Task description >> Look through the material below and return every line that contains "images".

Supplied entries >>
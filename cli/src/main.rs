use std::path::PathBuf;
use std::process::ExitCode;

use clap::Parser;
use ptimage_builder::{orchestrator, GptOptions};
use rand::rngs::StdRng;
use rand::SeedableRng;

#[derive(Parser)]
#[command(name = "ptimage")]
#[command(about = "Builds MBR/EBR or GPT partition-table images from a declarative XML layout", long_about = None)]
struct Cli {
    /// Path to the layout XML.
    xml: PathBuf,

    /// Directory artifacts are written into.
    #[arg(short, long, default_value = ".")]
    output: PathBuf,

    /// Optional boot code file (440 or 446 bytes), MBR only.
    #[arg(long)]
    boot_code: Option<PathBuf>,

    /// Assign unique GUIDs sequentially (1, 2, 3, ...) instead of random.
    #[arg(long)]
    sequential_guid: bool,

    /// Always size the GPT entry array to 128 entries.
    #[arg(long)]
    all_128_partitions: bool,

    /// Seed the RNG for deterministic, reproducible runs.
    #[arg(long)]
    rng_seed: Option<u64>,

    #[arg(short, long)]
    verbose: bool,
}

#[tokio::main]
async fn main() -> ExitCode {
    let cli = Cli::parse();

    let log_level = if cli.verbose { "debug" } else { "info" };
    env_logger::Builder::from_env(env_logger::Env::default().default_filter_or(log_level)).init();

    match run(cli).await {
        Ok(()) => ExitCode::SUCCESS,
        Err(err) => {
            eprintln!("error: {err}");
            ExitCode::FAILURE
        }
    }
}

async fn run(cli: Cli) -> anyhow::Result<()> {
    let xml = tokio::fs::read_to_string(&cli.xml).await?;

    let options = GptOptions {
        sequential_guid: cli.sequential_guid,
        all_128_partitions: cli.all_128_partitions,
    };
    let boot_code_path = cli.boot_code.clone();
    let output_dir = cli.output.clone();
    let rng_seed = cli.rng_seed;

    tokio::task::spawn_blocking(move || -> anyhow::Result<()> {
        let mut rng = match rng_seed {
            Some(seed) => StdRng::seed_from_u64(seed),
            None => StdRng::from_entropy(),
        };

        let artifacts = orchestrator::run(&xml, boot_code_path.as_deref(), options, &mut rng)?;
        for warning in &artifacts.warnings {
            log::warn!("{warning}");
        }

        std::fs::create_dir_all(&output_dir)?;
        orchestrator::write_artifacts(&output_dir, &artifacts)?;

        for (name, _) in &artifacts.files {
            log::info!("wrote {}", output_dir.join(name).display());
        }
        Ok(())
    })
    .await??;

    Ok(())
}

---

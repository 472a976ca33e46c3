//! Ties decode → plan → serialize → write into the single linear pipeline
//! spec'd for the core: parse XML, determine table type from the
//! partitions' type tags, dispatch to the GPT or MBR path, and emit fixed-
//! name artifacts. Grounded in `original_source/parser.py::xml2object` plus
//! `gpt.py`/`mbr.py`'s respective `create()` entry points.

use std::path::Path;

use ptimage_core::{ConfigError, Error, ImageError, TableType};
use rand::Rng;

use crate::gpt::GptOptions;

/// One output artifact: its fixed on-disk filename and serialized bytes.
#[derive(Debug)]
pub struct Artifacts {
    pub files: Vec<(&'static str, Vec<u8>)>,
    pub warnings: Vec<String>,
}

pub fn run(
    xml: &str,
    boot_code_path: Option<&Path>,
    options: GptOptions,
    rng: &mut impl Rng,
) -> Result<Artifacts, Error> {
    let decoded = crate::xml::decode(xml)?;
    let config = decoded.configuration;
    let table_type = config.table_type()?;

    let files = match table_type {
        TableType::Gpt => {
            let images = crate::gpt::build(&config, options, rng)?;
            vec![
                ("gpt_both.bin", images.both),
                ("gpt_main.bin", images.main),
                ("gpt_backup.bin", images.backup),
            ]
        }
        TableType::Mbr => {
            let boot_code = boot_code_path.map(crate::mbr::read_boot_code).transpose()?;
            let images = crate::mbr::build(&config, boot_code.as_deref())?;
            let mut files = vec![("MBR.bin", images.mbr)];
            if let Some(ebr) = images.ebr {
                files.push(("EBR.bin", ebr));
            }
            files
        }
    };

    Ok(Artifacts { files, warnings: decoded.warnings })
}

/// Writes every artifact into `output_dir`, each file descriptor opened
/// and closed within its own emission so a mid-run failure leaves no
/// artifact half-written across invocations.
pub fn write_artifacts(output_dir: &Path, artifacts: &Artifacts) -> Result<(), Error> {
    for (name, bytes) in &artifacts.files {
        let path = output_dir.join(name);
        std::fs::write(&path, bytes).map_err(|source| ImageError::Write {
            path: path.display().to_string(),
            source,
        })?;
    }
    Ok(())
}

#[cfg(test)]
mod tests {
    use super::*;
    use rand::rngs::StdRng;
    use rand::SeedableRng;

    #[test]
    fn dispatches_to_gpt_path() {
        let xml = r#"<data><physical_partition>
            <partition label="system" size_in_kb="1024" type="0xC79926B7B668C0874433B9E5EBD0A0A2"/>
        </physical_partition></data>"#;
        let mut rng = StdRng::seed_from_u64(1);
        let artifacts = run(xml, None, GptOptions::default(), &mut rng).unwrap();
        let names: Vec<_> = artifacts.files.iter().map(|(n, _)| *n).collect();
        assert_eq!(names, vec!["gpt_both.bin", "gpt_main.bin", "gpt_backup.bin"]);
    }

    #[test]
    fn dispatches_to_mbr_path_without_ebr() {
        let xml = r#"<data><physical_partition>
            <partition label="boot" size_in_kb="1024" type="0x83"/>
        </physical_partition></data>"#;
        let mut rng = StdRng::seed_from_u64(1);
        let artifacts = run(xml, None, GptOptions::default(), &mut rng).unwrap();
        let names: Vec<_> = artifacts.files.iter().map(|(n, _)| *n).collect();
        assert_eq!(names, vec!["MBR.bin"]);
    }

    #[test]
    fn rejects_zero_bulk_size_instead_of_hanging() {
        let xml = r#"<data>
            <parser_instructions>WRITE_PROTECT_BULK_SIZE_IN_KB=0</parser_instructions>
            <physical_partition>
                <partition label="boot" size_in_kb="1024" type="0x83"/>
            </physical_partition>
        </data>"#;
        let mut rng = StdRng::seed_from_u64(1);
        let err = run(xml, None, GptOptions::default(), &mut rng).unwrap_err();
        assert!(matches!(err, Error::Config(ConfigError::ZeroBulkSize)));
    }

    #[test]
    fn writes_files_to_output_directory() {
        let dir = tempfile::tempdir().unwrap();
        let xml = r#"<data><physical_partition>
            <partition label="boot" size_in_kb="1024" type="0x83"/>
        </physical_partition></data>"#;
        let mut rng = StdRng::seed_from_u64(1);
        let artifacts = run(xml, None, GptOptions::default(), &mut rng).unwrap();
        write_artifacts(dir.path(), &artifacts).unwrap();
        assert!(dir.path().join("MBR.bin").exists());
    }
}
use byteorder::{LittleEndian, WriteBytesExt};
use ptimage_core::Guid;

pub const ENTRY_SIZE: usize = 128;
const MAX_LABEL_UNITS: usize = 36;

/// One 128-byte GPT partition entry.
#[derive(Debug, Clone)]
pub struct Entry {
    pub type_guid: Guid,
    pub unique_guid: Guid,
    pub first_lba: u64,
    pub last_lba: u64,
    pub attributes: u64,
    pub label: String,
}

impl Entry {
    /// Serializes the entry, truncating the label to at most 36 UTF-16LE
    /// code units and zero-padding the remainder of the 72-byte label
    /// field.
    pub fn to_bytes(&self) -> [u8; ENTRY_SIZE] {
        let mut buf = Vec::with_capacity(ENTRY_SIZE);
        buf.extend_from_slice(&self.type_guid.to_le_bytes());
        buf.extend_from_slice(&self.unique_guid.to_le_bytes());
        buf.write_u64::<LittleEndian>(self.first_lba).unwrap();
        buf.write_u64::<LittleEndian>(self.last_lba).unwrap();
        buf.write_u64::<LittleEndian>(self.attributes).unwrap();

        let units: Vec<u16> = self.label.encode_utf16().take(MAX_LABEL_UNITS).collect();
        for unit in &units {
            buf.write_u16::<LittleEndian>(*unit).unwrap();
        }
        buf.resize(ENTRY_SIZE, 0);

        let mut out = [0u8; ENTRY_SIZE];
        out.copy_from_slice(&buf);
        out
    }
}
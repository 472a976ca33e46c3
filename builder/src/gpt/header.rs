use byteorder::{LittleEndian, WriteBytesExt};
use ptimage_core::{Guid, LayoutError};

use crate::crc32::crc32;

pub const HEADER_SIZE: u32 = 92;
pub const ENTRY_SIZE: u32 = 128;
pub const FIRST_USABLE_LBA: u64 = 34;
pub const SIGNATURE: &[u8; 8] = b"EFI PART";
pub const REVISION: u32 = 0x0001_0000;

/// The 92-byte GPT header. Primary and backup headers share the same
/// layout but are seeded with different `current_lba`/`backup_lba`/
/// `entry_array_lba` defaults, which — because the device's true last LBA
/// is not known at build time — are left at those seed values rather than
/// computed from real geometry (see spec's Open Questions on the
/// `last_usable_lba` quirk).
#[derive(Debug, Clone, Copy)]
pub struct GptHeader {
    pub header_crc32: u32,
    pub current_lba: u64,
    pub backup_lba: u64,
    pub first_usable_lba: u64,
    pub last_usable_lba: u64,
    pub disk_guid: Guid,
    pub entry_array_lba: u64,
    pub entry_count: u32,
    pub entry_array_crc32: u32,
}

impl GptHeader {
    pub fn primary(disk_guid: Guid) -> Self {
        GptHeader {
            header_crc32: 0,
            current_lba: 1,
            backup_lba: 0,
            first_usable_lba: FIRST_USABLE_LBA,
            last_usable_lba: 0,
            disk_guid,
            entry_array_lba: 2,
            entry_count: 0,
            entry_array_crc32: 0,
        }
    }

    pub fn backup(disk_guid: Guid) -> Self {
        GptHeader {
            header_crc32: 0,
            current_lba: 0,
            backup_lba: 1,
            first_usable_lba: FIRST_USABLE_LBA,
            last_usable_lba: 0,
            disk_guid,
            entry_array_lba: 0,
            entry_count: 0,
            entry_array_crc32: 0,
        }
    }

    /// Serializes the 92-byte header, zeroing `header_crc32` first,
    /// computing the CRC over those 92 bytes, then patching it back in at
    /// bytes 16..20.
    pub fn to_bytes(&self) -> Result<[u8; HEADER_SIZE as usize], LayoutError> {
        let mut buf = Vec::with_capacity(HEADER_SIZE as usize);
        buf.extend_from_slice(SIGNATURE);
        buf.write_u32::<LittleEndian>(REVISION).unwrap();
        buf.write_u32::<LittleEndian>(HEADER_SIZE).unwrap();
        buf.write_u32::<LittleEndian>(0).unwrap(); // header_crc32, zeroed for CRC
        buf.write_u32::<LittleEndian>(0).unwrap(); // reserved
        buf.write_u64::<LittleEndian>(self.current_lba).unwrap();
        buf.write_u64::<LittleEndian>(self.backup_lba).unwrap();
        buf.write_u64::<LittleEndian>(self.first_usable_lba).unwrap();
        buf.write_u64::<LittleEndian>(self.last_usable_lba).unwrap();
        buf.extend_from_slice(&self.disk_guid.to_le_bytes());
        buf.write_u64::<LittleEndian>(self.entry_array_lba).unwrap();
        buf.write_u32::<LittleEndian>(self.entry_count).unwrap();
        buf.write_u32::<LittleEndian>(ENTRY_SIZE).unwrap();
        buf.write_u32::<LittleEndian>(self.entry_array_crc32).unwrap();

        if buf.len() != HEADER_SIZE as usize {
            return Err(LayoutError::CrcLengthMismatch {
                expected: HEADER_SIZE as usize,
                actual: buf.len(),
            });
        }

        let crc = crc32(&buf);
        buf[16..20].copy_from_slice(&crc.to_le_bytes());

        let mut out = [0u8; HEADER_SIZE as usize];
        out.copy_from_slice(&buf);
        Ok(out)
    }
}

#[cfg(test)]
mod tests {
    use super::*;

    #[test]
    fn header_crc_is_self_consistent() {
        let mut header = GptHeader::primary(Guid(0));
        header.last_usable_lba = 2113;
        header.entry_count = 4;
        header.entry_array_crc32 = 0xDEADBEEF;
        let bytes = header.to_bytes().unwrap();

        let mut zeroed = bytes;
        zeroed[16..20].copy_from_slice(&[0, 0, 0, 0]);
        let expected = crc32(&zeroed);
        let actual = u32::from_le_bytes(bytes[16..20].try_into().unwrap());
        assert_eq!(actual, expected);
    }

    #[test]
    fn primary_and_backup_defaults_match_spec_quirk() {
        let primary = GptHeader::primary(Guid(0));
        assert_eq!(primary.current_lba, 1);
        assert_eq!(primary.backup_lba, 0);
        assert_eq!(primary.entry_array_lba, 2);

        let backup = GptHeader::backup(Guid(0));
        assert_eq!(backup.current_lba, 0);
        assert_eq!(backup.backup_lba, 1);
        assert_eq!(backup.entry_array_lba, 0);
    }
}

Task solution >>
#[command(about = "Builds MBR/EBR or GPT partition-table images from a declarative XML layout", long_about = None)]
            let images = crate::gpt::build(&config, options, rng)?;
                ("gpt_both.bin", images.both),
                ("gpt_main.bin", images.main),
                ("gpt_backup.bin", images.backup),
            let images = crate::mbr::build(&config, boot_code.as_deref())?;
            let mut files = vec![("MBR.bin", images.mbr)];
            if let Some(ebr) = images.ebr {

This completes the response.